ProtonMail / libsieve-php

libsieve-php is a library to manage and modify sieve (RFC5228) scripts. It contains a parser for the sieve language (including extensions) and a client for the managesieve protocol. It is written entirely in PHP 8+.
https://packagist.org/packages/protonlabs/libsieve-php
GNU General Public License v3.0
21 stars 7 forks source link

Comments not getting placed as children of Root Node #26

Closed Sn0wCrack closed 4 years ago

Sn0wCrack commented 4 years ago

It appears that comments on entirely separate lines are being added as children of whatever the previous Identifier token is.

Here's an example file I'm currently working with:

require ["reject", "replace", "fileinto", "envelope", "copy", "forward", "vacation", "tagsubject", "body", "relational", "axidate", "addsbook", "restoremessage", "markmessage", "feature", "iConfirmation"];

##Filter id=1 name="sales12@axigen.d4rk.com.au" enabled=1
        forward  "sales@axigen.d4rk.com.au";
        stop;

##Filter id=2 name="salesother22@axigen.d4rk.com.au" enabled=1
        forward  "salesother@axigen.d4rk.com.au";
        stop;

##Filter id=3 name="salesnew32@axigen.d4rk.com.au" enabled=1
        forward  "salesnew@axigen.d4rk.com.au";
        stop;

This ends up getting parsed as such:

tree
 |--- <require> type:identifier line:1 (id:1)
               --- trimmed ---
 |  |  `--- <\n\n> type:whitespace line:1 (id:52)
 |  `--- <##Filter id=1 name="sales12@axigen.d4rk.com.au" enabled=1\n> type:comment line:3 (id:53)
 |     `--- <        > type:whitespace line:4 (id:54)
 |--- <forward> type:identifier line:4 (id:55)
 |  |--- <  > type:whitespace line:4 (id:56)
 |  |--- <"sales@axigen.d4rk.com.au"> type:quoted string line:4 (id:57)
 |  `--- <;> type:semicolon line:4 (id:58)
 |     `--- <\n        > type:whitespace line:4 (id:59)
 |--- <stop> type:identifier line:5 (id:60)
 |  |--- <;> type:semicolon line:5 (id:61)
 |  |  `--- <\n\n> type:whitespace line:5 (id:62)
          --- trimmed ---

I'm just wondering if this is intentional that they're not children of the Root Node and instead they're children of the previous Identifier Node.

Another thing I've noticed as well is that newlines at the end of comments isn't parsed as whitespace unlike other tokens where the newlines are interpreted as whitespace when at the end, I'm assuming this is because the whole line ends up getting interpreted as the 'text' of the node and no further parsing occurs on the line.

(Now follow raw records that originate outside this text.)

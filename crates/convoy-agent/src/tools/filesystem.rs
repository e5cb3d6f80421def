//! Filesystem tools — read, write, edit, list directory.
//!
//! Each tool optionally restricts paths to an `allowed_dir`.

use std::collections::HashMap;
use std::path::{Path, PathBuf};

use async_trait::async_trait;
use serde_json::{json, Value};

use super::base::{require_string, Tool};

// ─────────────────────────────────────────────
// Shared path helper
// ─────────────────────────────────────────────

/// Resolve a user-supplied path, optionally restricting it to `allowed_dir`.
///
/// Returns `Err` if the resolved path is outside the allowed directory.
fn resolve_path(path: &str, allowed_dir: Option<&Path>) -> anyhow::Result<PathBuf> {
    // Expand ~ to home directory
    let expanded = if path.starts_with("~/") || path == "~" {
        if let Some(home) = dirs_like_home() {
            home.join(&path[2..])
        } else {
            PathBuf::from(path)
        }
    } else {
        PathBuf::from(path)
    };

    // Canonicalize if the path exists, otherwise use the expanded form
    let resolved = if expanded.exists() {
        expanded.canonicalize().unwrap_or(expanded)
    } else {
        // For write operations the file may not exist yet;
        // canonicalize the parent if possible.
        if let Some(parent) = expanded.parent() {
            if parent.exists() {
                let canon_parent = parent.canonicalize().unwrap_or_else(|_| parent.to_path_buf());
                if let Some(name) = expanded.file_name() {
                    canon_parent.join(name)
                } else {
                    expanded
                }
            } else {
                expanded
            }
        } else {
            expanded
        }
    };

    // Enforce allowed_dir restriction
    if let Some(allowed) = allowed_dir {
        let allowed_canon = if allowed.exists() {
            allowed.canonicalize().unwrap_or_else(|_| allowed.to_path_buf())
        } else {
            allowed.to_path_buf()
        };
        if !resolved.starts_with(&allowed_canon) {
            anyhow::bail!(
                "Access denied: path '{}' is outside allowed directory '{}'",
                resolved.display(),
                allowed_canon.display()
            );
        }
    }

    Ok(resolved)
}

/// Best-effort home directory (avoids pulling in the `dirs` crate).
fn dirs_like_home() -> Option<PathBuf> {
    std::env::var("HOME")
        .or_else(|_| std::env::var("USERPROFILE"))
        .ok()
        .map(PathBuf::from)
}

// ─────────────────────────────────────────────
// ReadFileTool
// ─────────────────────────────────────────────

/// Reads and returns the entire content of a file.
pub struct ReadFileTool {
    allowed_dir: Option<PathBuf>,
}

impl ReadFileTool {
    pub fn new(allowed_dir: Option<PathBuf>) -> Self {
        Self { allowed_dir }
    }
}

#[async_trait]
impl Tool for ReadFileTool {
    fn name(&self) -> &str {
        "read_file"
    }

    fn description(&self) -> &str {
        "Read the contents of a file at the given path. Returns the full text content."
    }

    fn parameters(&self) -> Value {
        json!({
            "type": "object",
            "properties": {
                "path": {
                    "type": "string",
                    "description": "Absolute or relative path to the file to read"
                }
            },
            "required": ["path"]
        })
    }

    async fn execute(&self, params: HashMap<String, Value>, _ctx: &convoy_core::ToolContext) -> anyhow::Result<String> {
        let path_str = require_string(&params, "path")?;
        let path = resolve_path(&path_str, self.allowed_dir.as_deref())?;

        if !path.exists() {
            anyhow::bail!("File not found: {}", path.display());
        }
        if !path.is_file() {
            anyhow::bail!("Not a file: {}", path.display());
        }

        let content = std::fs::read_to_string(&path)
            .map_err(|e| anyhow::anyhow!("Failed to read {}: {e}", path.display()))?;
        Ok(content)
    }
}

// ─────────────────────────────────────────────
// WriteFileTool
// ─────────────────────────────────────────────

/// Creates or overwrites a file with the given content.
pub struct WriteFileTool {
    allowed_dir: Option<PathBuf>,
}

impl WriteFileTool {
    pub fn new(allowed_dir: Option<PathBuf>) -> Self {
        Self { allowed_dir }
    }
}

#[async_trait]
impl Tool for WriteFileTool {
    fn name(&self) -> &str {
        "write_file"
    }

    fn description(&self) -> &str {
        "Write content to a file, creating it if it doesn't exist or overwriting if it does. \
         Parent directories are created automatically."
    }

    fn parameters(&self) -> Value {
        json!({
            "type": "object",
            "properties": {
                "path": {
                    "type": "string",
                    "description": "Absolute or relative path for the file"
                },
                "content": {
                    "type": "string",
                    "description": "Content to write to the file"
                }
            },
            "required": ["path", "content"]
        })
    }

    async fn execute(&self, params: HashMap<String, Value>, _ctx: &convoy_core::ToolContext) -> anyhow::Result<String> {
        let path_str = require_string(&params, "path")?;
        let content = require_string(&params, "content")?;
        let path = resolve_path(&path_str, self.allowed_dir.as_deref())?;

        // Create parent directories if needed
        if let Some(parent) = path.parent() {
            if !parent.exists() {
                std::fs::create_dir_all(parent)
                    .map_err(|e| anyhow::anyhow!("Failed to create directory {}: {e}", parent.display()))?;
            }
        }

        let bytes = content.as_bytes().len();
        std::fs::write(&path, &content)
            .map_err(|e| anyhow::anyhow!("Failed to write {}: {e}", path.display()))?;
        Ok(format!("Successfully wrote {bytes} bytes to {}", path.display()))
    }
}

// ─────────────────────────────────────────────
// EditFileTool
// ─────────────────────────────────────────────

/// Replaces a text snippet within a file (single occurrence).
pub struct EditFileTool {
    allowed_dir: Option<PathBuf>,
}

impl EditFileTool {
    pub fn new(allowed_dir: Option<PathBuf>) -> Self {
        Self { allowed_dir }
    }
}

#[async_trait]
impl Tool for EditFileTool {
    fn name(&self) -> &str {
        "edit_file"
    }

    fn description(&self) -> &str {
        "Edit a file by replacing the first occurrence of `old_text` with `new_text`. \
         Include enough context in `old_text` to uniquely identify the replacement site."
    }

    fn parameters(&self) -> Value {
        json!({
            "type": "object",
            "properties": {
                "path": {
                    "type": "string",
                    "description": "Path to the file to edit"
                },
                "old_text": {
                    "type": "string",
                    "description": "Exact text to find (include surrounding context for uniqueness)"
                },
                "new_text": {
                    "type": "string",
                    "description": "Text to replace old_text with"
                }
            },
            "required": ["path", "old_text", "new_text"]
        })
    }

    async fn execute(&self, params: HashMap<String, Value>, _ctx: &convoy_core::ToolContext) -> anyhow::Result<String> {
        let path_str = require_string(&params, "path")?;
        let old_text = require_string(&params, "old_text")?;
        let new_text = require_string(&params, "new_text")?;
        let path = resolve_path(&path_str, self.allowed_dir.as_deref())?;

        if !path.is_file() {
            anyhow::bail!("File not found: {}", path.display());
        }

        let content = std::fs::read_to_string(&path)
            .map_err(|e| anyhow::anyhow!("Failed to read {}: {e}", path.display()))?;

        let count = content.matches(&old_text).count();
        if count == 0 {
            anyhow::bail!("old_text not found in {}", path.display());
        }

        let mut warning = String::new();
        if count > 1 {
            warning = format!(
                "Warning: old_text appears {count} times; only the first occurrence was replaced. "
            );
        }

        // Replace exactly one occurrence
        let updated = content.replacen(&old_text, &new_text, 1);
        std::fs::write(&path, &updated)
            .map_err(|e| anyhow::anyhow!("Failed to write {}: {e}", path.display()))?;

        Ok(format!(
            "{warning}Successfully edited {}",
            path.display()
        ))
    }
}

// ─────────────────────────────────────────────
// ListDirTool
// ─────────────────────────────────────────────

/// Lists the contents of a directory.
pub struct ListDirTool {
    allowed_dir: Option<PathBuf>,
}

impl ListDirTool {
    pub fn new(allowed_dir: Option<PathBuf>) -> Self {
        Self { allowed_dir }
    }
}

#[async_trait]
impl Tool for ListDirTool {
    fn name(&self) -> &str {
        "list_dir"
    }

    fn description(&self) -> &str {
        "List the contents of a directory. Returns file and folder names with type indicators."
    }

    fn parameters(&self) -> Value {
        json!({
            "type": "object",
            "properties": {
                "path": {
                    "type": "string",
                    "description": "Path to the directory to list"
                }
            },
            "required": ["path"]
        })
    }

    async fn execute(&self, params: HashMap<String, Value>, _ctx: &convoy_core::ToolContext) -> anyhow::Result<String> {
        let path_str = require_string(&params, "path")?;
        let path = resolve_path(&path_str, self.allowed_dir.as_deref())?;

        if !path.is_dir() {
            anyhow::bail!("Not a directory: {}", path.display());
        }

        let mut entries: Vec<String> = Vec::new();
        let mut dir_entries: Vec<_> = std::fs::read_dir(&path)
            .map_err(|e| anyhow::anyhow!("Failed to read directory {}: {e}", path.display()))?
            .filter_map(|e| e.ok())
            .collect();

        // Sort by name
        dir_entries.sort_by_key(|e| e.file_name());

        for entry in dir_entries {
            let name = entry.file_name().to_string_lossy().to_string();
            let is_dir = entry
                .file_type()
                .map(|ft| ft.is_dir())
                .unwrap_or(false);
            if is_dir {
                entries.push(format!("📁 {name}"));
            } else {
                entries.push(format!("📄 {name}"));
            }
        }

        if entries.is_empty() {
            Ok("(empty directory)".into())
        } else {
            Ok(entries.join("\n"))
        }
    }
}

// ─────────────────────────────────────────────
// Tests
// ─────────────────────────────────────────────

ThHareau commented 4 years ago

Yes, comments are attached to the last identifier and not to the last block. The reason is that comments can be inserted inside commands. For example: this is a valid filter:

if
    header # test 
    "x-priority" #header name
    "3" # value
{
    stop;
}

In that case you wouldn't want the comment to be attached to the last block, because it would change the location of the comments.

For this reason we have to attach them to the last identifier (# test is attached to header, #header name to x-priority, ...).

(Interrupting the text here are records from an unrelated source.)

// ─────────────────────────────────────────────
// Builder (convenience)
// ─────────────────────────────────────────────

/// Build an HttpProvider from a model name and a map of provider configs.
///
/// This is the main entry point — it matches the model to a provider,
/// reads the config, and creates the HttpProvider.
///
pub fn create_provider(
    model: &str,
    providers: &std::collections::HashMap<String, ProviderConfig>,
) -> Result<HttpProvider, String> {
    let (config, spec) = crate::registry::match_provider(model, providers)
        .ok_or_else(|| {
            format!(
                "No configured provider found for model '{}'. \
                 Set the appropriate API key (e.g. ANTHROPIC_API_KEY, OPENROUTER_API_KEY).",
                model
            )
        })?;

    debug!(
        provider = spec.display_name,
        model = model,
        api_base = config.api_base.as_deref().unwrap_or("default"),
        "Creating LLM provider"
    );

    Ok(HttpProvider::new(config, spec, model))
}

// ─────────────────────────────────────────────
// Tests
// ─────────────────────────────────────────────

#[cfg(test)]
mod tests {
    use super::*;
    use crate::registry::find_by_name;
    use std::collections::HashMap;
    use wiremock::matchers::{body_partial_json, header, method, path};
    use wiremock::{Mock, MockServer, ResponseTemplate};

    fn make_config(api_key: &str, api_base: Option<&str>) -> ProviderConfig {
        ProviderConfig {
            api_key: api_key.to_string(),
            api_base: api_base.map(String::from),
            extra_headers: None,
        }
    }

    // ── Unit tests ──

    #[test]
    fn test_completions_url_trailing_slash() {
        let spec = find_by_name("openai").unwrap();
        let config = make_config("key", Some("https://api.openai.com/v1/"));
        let provider = HttpProvider::new(&config, spec, "gpt-4o");
        assert_eq!(
            provider.completions_url(),
            "https://api.openai.com/v1/chat/completions"
        );
    }

    #[test]
    fn test_completions_url_no_trailing_slash() {
        let spec = find_by_name("openai").unwrap();
        let config = make_config("key", Some("https://api.openai.com/v1"));
        let provider = HttpProvider::new(&config, spec, "gpt-4o");
        assert_eq!(
            provider.completions_url(),
            "https://api.openai.com/v1/chat/completions"
        );
    }

    #[test]
    fn test_default_api_base_for_gateway() {
        let spec = find_by_name("openrouter").unwrap();
        let config = make_config("sk-or-abc", None);
        let provider = HttpProvider::new(&config, spec, "meta-llama/llama-3");
        assert_eq!(provider.api_base, "https://openrouter.ai/api/v1");
    }

    #[test]
    fn test_config_overrides_default_base() {
        let spec = find_by_name("openrouter").unwrap();
        let config = make_config("sk-or-abc", Some("https://custom.proxy.com/v1"));
        let provider = HttpProvider::new(&config, spec, "meta-llama/llama-3");
        assert_eq!(provider.api_base, "https://custom.proxy.com/v1");
    }

    #[test]
    fn test_model_resolution_in_provider() {
        let spec = find_by_name("deepseek").unwrap();
        let config = make_config("key", None);
        let provider = HttpProvider::new(&config, spec, "deepseek-chat");
        assert_eq!(provider.resolve_model("deepseek-chat"), "deepseek/deepseek-chat");
    }

    #[test]
    fn test_display_name() {
        let spec = find_by_name("groq").unwrap();
        let config = make_config("key", None);
        let provider = HttpProvider::new(&config, spec, "llama-3.3-70b");
        assert_eq!(provider.display_name(), "Groq");
    }

    #[test]
    fn test_extra_headers() {
        let spec = find_by_name("aihubmix").unwrap();
        let mut headers = HashMap::new();
        headers.insert("X-App-Code".to_string(), "my-app-code".to_string());
        let config = ProviderConfig {
            api_key: "key".to_string(),
            api_base: None,
            extra_headers: Some(headers),
        };
        let provider = HttpProvider::new(&config, spec, "gpt-4o");
        assert!(provider.extra_headers.contains_key("x-app-code"));
    }

    // ── Integration tests with mock server ──

    #[tokio::test]
    async fn test_chat_success() {
        let mock_server = MockServer::start().await;

        Mock::given(method("POST"))
            .and(path("/chat/completions"))
            .and(header("Authorization", "Bearer test-key-123"))
            .respond_with(ResponseTemplate::new(200).set_body_json(serde_json::json!({
                "id": "chatcmpl-test",
                "choices": [{
                    "message": {
                        "content": "Hello! I'm Convoy.",
                        "tool_calls": null
                    },
                    "finish_reason": "stop"
                }],
                "usage": {
                    "prompt_tokens": 10,
                    "completion_tokens": 5,
                    "total_tokens": 15
                }
            })))
            .mount(&mock_server)
            .await;

        let spec = find_by_name("openai").unwrap();
        let config = make_config("test-key-123", Some(&mock_server.uri()));
        let provider = HttpProvider::new(&config, spec, "gpt-4o");

        let messages = vec![
            Message::system("You are Convoy."),
            Message::user("Hello"),
        ];
        let req_config = LlmRequestConfig::default();

        let resp = provider.chat(&messages, None, "gpt-4o", &req_config).await;

        assert_eq!(resp.content.as_deref(), Some("Hello! I'm Convoy."));
        assert!(!resp.has_tool_calls());
        assert_eq!(resp.finish_reason.as_deref(), Some("stop"));
        assert_eq!(resp.usage.as_ref().unwrap().total_tokens, 15);
    }

    #[tokio::test]
    async fn test_chat_with_tool_calls() {
        let mock_server = MockServer::start().await;

        Mock::given(method("POST"))
            .and(path("/chat/completions"))
            .respond_with(ResponseTemplate::new(200).set_body_json(serde_json::json!({
                "id": "chatcmpl-tools",
                "choices": [{
                    "message": {
                        "content": null,
                        "tool_calls": [{
                            "id": "call_abc123",
                            "type": "function",
                            "function": {
                                "name": "web_search",
                                "arguments": "{\"query\": \"Rust programming\"}"
                            }
                        }]
                    },
                    "finish_reason": "tool_calls"
                }],
                "usage": {
                    "prompt_tokens": 20,
                    "completion_tokens": 15,
                    "total_tokens": 35
                }
            })))
            .mount(&mock_server)
            .await;

        let spec = find_by_name("openai").unwrap();
        let config = make_config("key", Some(&mock_server.uri()));
        let provider = HttpProvider::new(&config, spec, "gpt-4o");

        let tool_def = ToolDefinition::new(
            "web_search",
            "Search the web",
            serde_json::json!({"type": "object", "properties": {"query": {"type": "string"}}}),
        );

        let messages = vec![Message::user("Search for Rust")];
        let req_config = LlmRequestConfig::default();

        let resp = provider
            .chat(&messages, Some(&[tool_def]), "gpt-4o", &req_config)
            .await;

        assert!(resp.content.is_none());
        assert!(resp.has_tool_calls());
        assert_eq!(resp.tool_calls.len(), 1);
        assert_eq!(resp.tool_calls[0].function.name, "web_search");
        assert_eq!(resp.tool_calls[0].id, "call_abc123");
    }

    #[tokio::test]
    async fn test_chat_api_error() {
        let mock_server = MockServer::start().await;

        Mock::given(method("POST"))
            .and(path("/chat/completions"))
            .respond_with(
                ResponseTemplate::new(429).set_body_json(serde_json::json!({
                    "error": {
                        "message": "Rate limit exceeded",
                        "type": "rate_limit_error"
                    }
                })),
            )
            .mount(&mock_server)
            .await;

        let spec = find_by_name("openai").unwrap();
        let config = make_config("key", Some(&mock_server.uri()));
        let provider = HttpProvider::new(&config, spec, "gpt-4o");

        let messages = vec![Message::user("Hello")];
        let req_config = LlmRequestConfig::default();

        let resp = provider.chat(&messages, None, "gpt-4o", &req_config).await;

        // Should return error message, not panic
        assert!(resp.content.is_some());
        let content = resp.content.unwrap();
        assert!(content.contains("Error calling LLM"));
        assert!(content.contains("429"));
    }

    #[tokio::test]
    async fn test_chat_network_error() {
        // Point to a port that's not listening
        let spec = find_by_name("openai").unwrap();
        let config = make_config("key", Some("http://127.0.0.1:1"));
        let provider = HttpProvider::new(&config, spec, "gpt-4o");

        let messages = vec![Message::user("Hello")];
        let req_config = LlmRequestConfig::default();

        let resp = provider.chat(&messages, None, "gpt-4o", &req_config).await;

        assert!(resp.content.is_some());
        assert!(resp.content.unwrap().contains("Error calling LLM"));
    }

    #[tokio::test]
    async fn test_chat_sends_correct_body() {
        let mock_server = MockServer::start().await;

        Mock::given(method("POST"))
            .and(path("/chat/completions"))
            .and(body_partial_json(serde_json::json!({
                "model": "deepseek/deepseek-chat",
                "max_tokens": 4096
            })))
            .respond_with(ResponseTemplate::new(200).set_body_json(serde_json::json!({
                "id": "chatcmpl-body",
                "choices": [{
                    "message": { "content": "ok" },
                    "finish_reason": "stop"
                }],
                "usage": null
            })))
            .mount(&mock_server)
            .await;

        let spec = find_by_name("deepseek").unwrap();
        let config = make_config("ds-key", Some(&mock_server.uri()));
        let provider = HttpProvider::new(&config, spec, "deepseek-chat");

        let messages = vec![Message::user("test")];
        let req_config = LlmRequestConfig::default();

        let resp = provider
            .chat(&messages, None, "deepseek-chat", &req_config)
            .await;

        // If the body matcher fails, wiremock returns 404 → we'd get an error
        assert_eq!(resp.content.as_deref(), Some("ok"));
    }

    #[tokio::test]
    async fn test_chat_with_reasoning_content() {
        let mock_server = MockServer::start().await;

        Mock::given(method("POST"))
            .and(path("/chat/completions"))
            .respond_with(ResponseTemplate::new(200).set_body_json(serde_json::json!({
                "id": "chatcmpl-reasoning",
                "choices": [{
                    "message": {
                        "content": "The answer is 42.",
                        "reasoning_content": "Let me think step by step..."
                    },
                    "finish_reason": "stop"
                }],
                "usage": null
            })))
            .mount(&mock_server)
            .await;

        let spec = find_by_name("deepseek").unwrap();
        let config = make_config("key", Some(&mock_server.uri()));
        let provider = HttpProvider::new(&config, spec, "deepseek-reasoner");

        let messages = vec![Message::user("What is the meaning of life?")];
        let req_config = LlmRequestConfig::default();

        let resp = provider
            .chat(&messages, None, "deepseek-reasoner", &req_config)
            .await;

        assert_eq!(resp.content.as_deref(), Some("The answer is 42."));
        assert_eq!(
            resp.reasoning_content.as_deref(),
            Some("Let me think step by step...")
        );
    }

    // ── create_provider ──

    #[test]
    fn test_create_provider_success() {
        let mut providers = HashMap::new();
        providers.insert(
            "anthropic".to_string(),
            make_config("sk-ant-123", None),
        );

        let provider = create_provider("claude-sonnet-4-20250514", &providers).unwrap();
        assert_eq!(provider.display_name(), "Anthropic");
        assert_eq!(provider.default_model(), "claude-sonnet-4-20250514");
    }

    #[test]
    fn test_create_provider_no_config() {
        let providers = HashMap::new();
        let err = create_provider("claude-3", &providers).unwrap_err();
        assert!(err.contains("No configured provider"));
        assert!(err.contains("claude-3"));
    }
}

ThHareau commented 4 years ago

And yes, single line comments begins with a # and ends with a new line. As new line in that case has a meaning, they are included in the comment and not interpreted as part of a whitespace.

Sn0wCrack commented 4 years ago

Thanks for the clarification on both points, @ThHareau

That definitely makes sense for why that's happening then, especially with your provided example.

However in my example the comments exist solely on separate lines not attached to anything else, but are getting parsed like they belong to the previous identifier as if they existed on the same line, I'm assuming then this is still intended behavior?

ThHareau commented 4 years ago

Yes it is. As define here, comments are parsed exactly as if they were whitespaces.

It's indeed weird to have the comments on new lines being child of the previous command. However, moving them to the root node would need us to have different conditions for different type of comments.

That would make the library more complex (and less performant), and as comments are meant to be ignored, it was decided to choose the simplest implementation.

Sn0wCrack commented 4 years ago

Alright, no issues then, thanks for clearing that up, I'll close this issue now as it's intended then.